### PROBLEM DETAILS
From the records below, extract only the lines running from the line with "cardinality/length distributions, built" to the line with "pub use generator::Generator;", both lines included, reproducing them exactly.

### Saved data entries
- Opening Delimiter -
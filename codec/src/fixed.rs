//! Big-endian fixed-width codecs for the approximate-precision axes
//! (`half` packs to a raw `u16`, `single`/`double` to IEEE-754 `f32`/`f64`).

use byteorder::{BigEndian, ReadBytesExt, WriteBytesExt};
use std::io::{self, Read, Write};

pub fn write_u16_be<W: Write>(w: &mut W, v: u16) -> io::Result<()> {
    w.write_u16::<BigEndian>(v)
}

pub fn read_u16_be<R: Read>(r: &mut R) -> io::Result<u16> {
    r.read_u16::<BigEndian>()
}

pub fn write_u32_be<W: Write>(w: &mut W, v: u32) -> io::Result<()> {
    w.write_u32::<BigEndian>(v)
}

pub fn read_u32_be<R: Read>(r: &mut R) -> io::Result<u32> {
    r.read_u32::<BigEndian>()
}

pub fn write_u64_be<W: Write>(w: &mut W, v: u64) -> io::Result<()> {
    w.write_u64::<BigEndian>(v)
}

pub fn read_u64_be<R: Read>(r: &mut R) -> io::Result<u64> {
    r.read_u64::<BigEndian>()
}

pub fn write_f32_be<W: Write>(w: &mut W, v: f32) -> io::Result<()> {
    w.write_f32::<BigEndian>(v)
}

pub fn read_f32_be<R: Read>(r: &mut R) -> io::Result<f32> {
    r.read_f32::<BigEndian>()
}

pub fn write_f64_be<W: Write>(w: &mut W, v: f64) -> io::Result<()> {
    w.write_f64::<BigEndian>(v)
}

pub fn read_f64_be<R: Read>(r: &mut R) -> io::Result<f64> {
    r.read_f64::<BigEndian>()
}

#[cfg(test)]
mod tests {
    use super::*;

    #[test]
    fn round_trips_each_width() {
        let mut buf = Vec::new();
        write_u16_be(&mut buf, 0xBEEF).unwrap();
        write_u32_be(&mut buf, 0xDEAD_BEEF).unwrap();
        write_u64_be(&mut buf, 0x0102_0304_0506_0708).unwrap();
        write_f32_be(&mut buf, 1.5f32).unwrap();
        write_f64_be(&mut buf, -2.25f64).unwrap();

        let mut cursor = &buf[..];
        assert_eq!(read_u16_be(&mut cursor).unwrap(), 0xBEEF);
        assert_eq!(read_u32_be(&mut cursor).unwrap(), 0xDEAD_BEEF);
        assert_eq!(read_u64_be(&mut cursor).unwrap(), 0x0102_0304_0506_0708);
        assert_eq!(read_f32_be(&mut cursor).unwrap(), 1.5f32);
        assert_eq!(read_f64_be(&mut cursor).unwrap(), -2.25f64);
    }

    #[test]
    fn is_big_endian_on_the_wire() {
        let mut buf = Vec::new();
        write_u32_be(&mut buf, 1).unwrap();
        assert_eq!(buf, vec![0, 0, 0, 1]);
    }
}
- Closing Delimiter -
- Opening Delimiter -
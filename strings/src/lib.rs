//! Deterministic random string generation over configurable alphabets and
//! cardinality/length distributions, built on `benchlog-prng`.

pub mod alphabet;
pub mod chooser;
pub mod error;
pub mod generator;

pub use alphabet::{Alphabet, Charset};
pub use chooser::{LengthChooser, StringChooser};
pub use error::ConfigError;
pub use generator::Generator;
- Closing Delimiter -
- Opening Delimiter -
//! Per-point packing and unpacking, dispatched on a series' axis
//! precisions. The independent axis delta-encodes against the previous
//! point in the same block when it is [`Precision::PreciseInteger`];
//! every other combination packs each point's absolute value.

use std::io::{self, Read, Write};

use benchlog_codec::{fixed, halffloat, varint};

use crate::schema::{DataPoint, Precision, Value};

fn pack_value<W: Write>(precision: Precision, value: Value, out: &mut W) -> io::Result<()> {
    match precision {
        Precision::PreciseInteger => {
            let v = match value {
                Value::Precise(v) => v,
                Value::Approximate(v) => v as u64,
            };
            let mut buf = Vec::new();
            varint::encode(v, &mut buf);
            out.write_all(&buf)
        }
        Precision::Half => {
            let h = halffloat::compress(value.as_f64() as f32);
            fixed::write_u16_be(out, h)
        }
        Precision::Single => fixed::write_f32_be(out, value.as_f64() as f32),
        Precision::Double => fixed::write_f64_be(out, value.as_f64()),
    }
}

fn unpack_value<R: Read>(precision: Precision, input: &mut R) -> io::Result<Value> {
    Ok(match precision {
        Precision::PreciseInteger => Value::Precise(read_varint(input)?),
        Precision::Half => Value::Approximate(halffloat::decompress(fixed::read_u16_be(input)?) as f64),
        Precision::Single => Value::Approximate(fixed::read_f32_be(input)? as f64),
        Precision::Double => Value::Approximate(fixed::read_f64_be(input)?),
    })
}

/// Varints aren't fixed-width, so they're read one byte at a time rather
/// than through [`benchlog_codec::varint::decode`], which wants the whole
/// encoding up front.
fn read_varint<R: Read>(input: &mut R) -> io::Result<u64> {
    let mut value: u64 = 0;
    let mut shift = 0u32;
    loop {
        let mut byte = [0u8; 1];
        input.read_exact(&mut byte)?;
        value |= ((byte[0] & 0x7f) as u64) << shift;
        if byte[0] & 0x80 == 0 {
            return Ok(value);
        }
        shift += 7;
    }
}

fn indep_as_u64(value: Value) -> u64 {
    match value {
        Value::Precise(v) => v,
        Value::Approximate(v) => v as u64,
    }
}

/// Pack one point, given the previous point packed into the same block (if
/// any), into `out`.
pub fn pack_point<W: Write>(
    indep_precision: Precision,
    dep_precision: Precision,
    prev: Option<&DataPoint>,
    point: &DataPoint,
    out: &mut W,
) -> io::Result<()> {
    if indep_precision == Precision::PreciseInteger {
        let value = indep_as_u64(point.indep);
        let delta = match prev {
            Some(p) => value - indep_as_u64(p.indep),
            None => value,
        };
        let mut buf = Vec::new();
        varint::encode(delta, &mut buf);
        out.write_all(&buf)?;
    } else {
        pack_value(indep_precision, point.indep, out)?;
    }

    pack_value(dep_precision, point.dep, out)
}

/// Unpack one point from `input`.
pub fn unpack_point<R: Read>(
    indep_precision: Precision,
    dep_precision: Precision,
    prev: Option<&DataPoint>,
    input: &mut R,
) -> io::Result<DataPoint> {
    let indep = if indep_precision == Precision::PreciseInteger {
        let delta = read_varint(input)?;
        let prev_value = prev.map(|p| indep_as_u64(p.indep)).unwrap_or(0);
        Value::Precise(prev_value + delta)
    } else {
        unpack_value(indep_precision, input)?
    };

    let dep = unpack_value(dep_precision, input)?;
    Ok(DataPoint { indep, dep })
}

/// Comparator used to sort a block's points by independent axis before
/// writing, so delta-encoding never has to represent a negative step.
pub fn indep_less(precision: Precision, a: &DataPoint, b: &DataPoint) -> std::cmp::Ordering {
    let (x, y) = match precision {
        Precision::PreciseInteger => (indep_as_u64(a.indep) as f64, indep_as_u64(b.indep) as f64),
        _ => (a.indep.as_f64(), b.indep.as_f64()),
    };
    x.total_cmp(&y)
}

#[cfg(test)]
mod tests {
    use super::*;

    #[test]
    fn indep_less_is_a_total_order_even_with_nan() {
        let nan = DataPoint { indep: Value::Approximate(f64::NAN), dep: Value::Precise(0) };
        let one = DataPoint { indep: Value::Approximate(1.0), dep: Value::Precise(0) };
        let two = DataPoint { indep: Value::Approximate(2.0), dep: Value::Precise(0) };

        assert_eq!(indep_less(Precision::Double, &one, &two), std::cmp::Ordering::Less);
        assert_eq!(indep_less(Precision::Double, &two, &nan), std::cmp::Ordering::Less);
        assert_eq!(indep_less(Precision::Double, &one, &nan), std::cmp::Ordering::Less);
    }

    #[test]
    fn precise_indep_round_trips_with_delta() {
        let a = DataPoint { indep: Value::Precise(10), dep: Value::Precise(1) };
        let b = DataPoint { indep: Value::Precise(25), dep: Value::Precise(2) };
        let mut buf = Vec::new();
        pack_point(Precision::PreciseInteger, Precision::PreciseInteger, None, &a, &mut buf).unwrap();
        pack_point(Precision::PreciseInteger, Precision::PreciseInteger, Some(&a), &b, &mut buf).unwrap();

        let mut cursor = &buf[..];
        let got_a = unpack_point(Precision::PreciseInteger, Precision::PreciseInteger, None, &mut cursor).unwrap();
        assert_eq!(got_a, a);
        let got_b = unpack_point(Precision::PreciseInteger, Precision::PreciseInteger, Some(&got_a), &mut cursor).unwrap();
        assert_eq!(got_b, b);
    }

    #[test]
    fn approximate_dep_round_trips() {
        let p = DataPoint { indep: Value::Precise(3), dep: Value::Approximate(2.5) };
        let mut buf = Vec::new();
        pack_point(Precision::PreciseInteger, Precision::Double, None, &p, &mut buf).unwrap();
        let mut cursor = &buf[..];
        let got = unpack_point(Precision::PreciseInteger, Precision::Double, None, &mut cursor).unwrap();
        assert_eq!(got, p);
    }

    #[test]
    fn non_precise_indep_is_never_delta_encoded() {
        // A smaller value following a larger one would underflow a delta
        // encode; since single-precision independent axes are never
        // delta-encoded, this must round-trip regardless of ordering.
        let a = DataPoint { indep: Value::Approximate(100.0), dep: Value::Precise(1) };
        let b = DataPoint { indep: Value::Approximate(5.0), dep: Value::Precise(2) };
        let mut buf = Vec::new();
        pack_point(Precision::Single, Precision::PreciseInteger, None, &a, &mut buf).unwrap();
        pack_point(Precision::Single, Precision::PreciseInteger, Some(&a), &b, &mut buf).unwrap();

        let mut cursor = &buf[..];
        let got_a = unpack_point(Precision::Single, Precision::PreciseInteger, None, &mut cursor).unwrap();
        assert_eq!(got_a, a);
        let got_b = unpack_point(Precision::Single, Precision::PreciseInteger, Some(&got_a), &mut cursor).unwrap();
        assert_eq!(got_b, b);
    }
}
- Closing Delimiter -
### COMPLETED TASK
//! cardinality/length distributions, built on `benchlog-prng`.

pub mod alphabet;
pub mod chooser;
pub mod error;
pub mod generator;

pub use alphabet::{Alphabet, Charset};
pub use chooser::{LengthChooser, StringChooser};
pub use error::ConfigError;
pub use generator::Generator;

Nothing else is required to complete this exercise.